Incubar en la oscuridad a temperatura ambiente durante 30 minutos. Después de esto, lave brevemente el portaobjetos dentro de la cámara PBM añadiendo unas gotas de 0.05%Tween-20 en PBS en cada pozo. Y utilice el aspirador de vacío para eliminar la solución de los pozos de la cámara, teniendo cuidado de no tocar las manchas de ADN.
Desmonte la cámara PBM y retire la corredera. Enjuague los portaobjetos dos veces en 0.05%Tween-20 en PBS, con cada enjuagar durante tres minutos. Luego, enjuague los portaobjetos dos veces en PBS, con cada enjuagar durante tres minutos cada uno.
Y una vez en agua destilada doble durante tres minutos. Seque los portaobjetos con aire comprimido. Y guárdelos en una caja deslizante oscura hasta que estén listos para escanear.
Cuando esté listo, utilice un escáner de microarray para escanear el chip con una excitación de 495 nanómetros y una emisión de 19 nanómetros. Y recoger la intensidad de fluorescencia media. En este estudio pi rendimiento de perfiles de primasa se utiliza para asignar los sitios de enlace de primasa, incluidos aquellos que son difíciles si no imposibles de observar utilizando herramientas clásicas.
Es importante destacar que la generación de perfiles de primasa de rendimiento pi permite revisar la comprensión tradicional de los sitios de enlace de primasa. Especialmente pi throughput primasse profiling revela especificidades vinculantes además de las secuencias de reconocimiento 5'GTC3', que conduce a cambios en las actividades funcionales de la primasa de ADN T7. A saber, se identifican dos grupos de secuencias.
Secuencias de ADN de unión fuertes que contenían TG en los flancos y secuencias de ADN de unión débiles que contenían AG en los flancos. No se detectó ningún enlace de primasa a las plantillas de ADN que faltaban 5'GTC3'dentro de sus secuencias. Los sitios de reconocimiento de ADN de primasa que contiene características específicas como flancos ricos en TG, aumentan la unión de ADN de primasa hasta 10 veces.
Sorprendentemente, también aumentan la longitud del ARN recién formado. Es importante destacar que el perfilado de primasa de alto rendimiento nos permite observar y cuantificar la variabilidad en la longitud de imprimación en relación con la secuencia de la plantilla de ADN. Al realizar este procedimiento, los pasos de lavado deben ser sutiles.
Y los buffers deben contener componentes que registraron la primasa en el ADN. También se determina bioquímicamente un umbral de eventos de unión inútiles. Por lo tanto, el análisis de la microarray es insuficiente.

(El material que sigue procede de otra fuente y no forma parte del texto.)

use std::{
  error::Error,
  fmt::{Debug, Display},
  process::{ExitCode, Termination},
};

use flexi_logger::FlexiLoggerError;
use nix::{errno::Errno, libc::STDOUT_FILENO, unistd::isatty};

pub enum SandboxError {
  Spawn(String),
  Cgroup(String),
  Isolate(String),
  Exec(String),
  Nix(Errno),
  Fs(String),
  Record(String),
  Logger(FlexiLoggerError),
}

pub enum SandboxExit {
  Ok,
  Err(SandboxError),
}

impl SandboxError {
  pub fn spawn<MS: Into<String>>(msg: MS) -> SandboxError {
    SandboxError::Spawn(msg.into())
  }

  pub fn cgroup<MS: Into<String>>(msg: MS) -> SandboxError {
    SandboxError::Cgroup(msg.into())
  }

  pub fn isolate<MS: Into<String>>(msg: MS) -> SandboxError {
    SandboxError::Isolate(msg.into())
  }

  pub fn exec<MS: Into<String>>(msg: MS) -> SandboxError {
    SandboxError::Exec(msg.into())
  }

  pub fn record<MS: Into<String>>(msg: MS) -> SandboxError {
    SandboxError::Record(msg.into())
  }
}

impl Debug for SandboxError {
  fn fmt(&self, f: &mut std::fmt::Formatter<'_>) -> std::fmt::Result {
    std::fmt::Display::fmt(&self, f)
  }
}

impl Display for SandboxError {
  fn fmt(&self, f: &mut std::fmt::Formatter<'_>) -> std::fmt::Result {
    match &self {
      SandboxError::Spawn(msg) => f.write_fmt(format_args!("Snowbox Spawn Error: {}", msg)),
      SandboxError::Cgroup(msg) => f.write_fmt(format_args!("Snowbox Cgroup Error: {}", msg)),
      SandboxError::Isolate(msg) => f.write_fmt(format_args!("Snowbox Isolate Error: {}", msg)),
      SandboxError::Exec(msg) => f.write_fmt(format_args!("Snowbox Exec Error: {}", msg)),
      SandboxError::Nix(errno) => f.write_fmt(format_args!("Snowbox Nix Error: {}", errno)),
      SandboxError::Fs(msg) => f.write_fmt(format_args!("Snowbox File System Error: {}", msg)),
      SandboxError::Record(msg) => f.write_fmt(format_args!("Snowbox Record Error: {}", msg)),
      SandboxError::Logger(err) => f.write_fmt(format_args!("Snowbox Logger Error: {}", err)),
    }
  }
}

impl From<Errno> for SandboxError {
  fn from(errno: Errno) -> Self {
    SandboxError::Nix(errno)
  }
}

impl From<std::io::Error> for SandboxError {
  fn from(err: std::io::Error) -> Self {
    SandboxError::Fs(err.to_string())
  }
}

impl From<FlexiLoggerError> for SandboxError {
  fn from(err: FlexiLoggerError) -> Self {
    SandboxError::Logger(err)
  }
}

impl From<serde_json::Error> for SandboxError {
  fn from(err: serde_json::Error) -> Self {
    SandboxError::Record(err.to_string())
  }
}

impl Error for SandboxError {}

impl Termination for SandboxExit {
  fn report(self) -> ExitCode {
    match self {
      SandboxExit::Ok => ExitCode::SUCCESS.report(),
      SandboxExit::Err(err) => {
        let text = format!("{}", err);
        let text = match text.split_once(": ") {
          Some((prefix, message)) => {
            let is_tty = isatty(STDOUT_FILENO).unwrap_or(false);
            if is_tty {
              format!("\x1b[1m\x1b[91m{}\x1b[39m\x1b[22m  {}", prefix, message)
            } else {
              format!(
                "{{\n  \"ok\": false,\n  \"type\": \"{}\",\n  \"message\": \"{}\"\n}}",
                prefix, message
              )
            }
          }
          None => {
            format!("{}", err)
          }
        };
        eprintln!("{}", text);
        ExitCode::FAILURE.report()
      }
    }
  }
}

Métodos como una resonancia plasmática superficial y ensayos de desplazamiento de gel pueden determinar la afinidad de unión de la primasa para seleccionar las secuencias de ADN. Mi laboratorio implementa modelos de predicción de aprendizaje automático para detectar determinantes de secuencia de primasa que producen imprimaciones productivas que pueden ser extendidas por la polimerasa del ADN. En la era del big data, una implementación de métodos estadísticos para analizar big data, la técnica definitivamente ayudará a caracterizar mejor las secuencias de ADN específicas y vincular el reconocimiento de secuencias a la actividad de la primasa.
Cualquier persona que trabaje con radiación debe tener una comprensión exhaustiva de las regulaciones y los peligros asociados con el uso de radiación ionizante. Debe someterse a capacitación y debe trabajar con equipos de seguridad.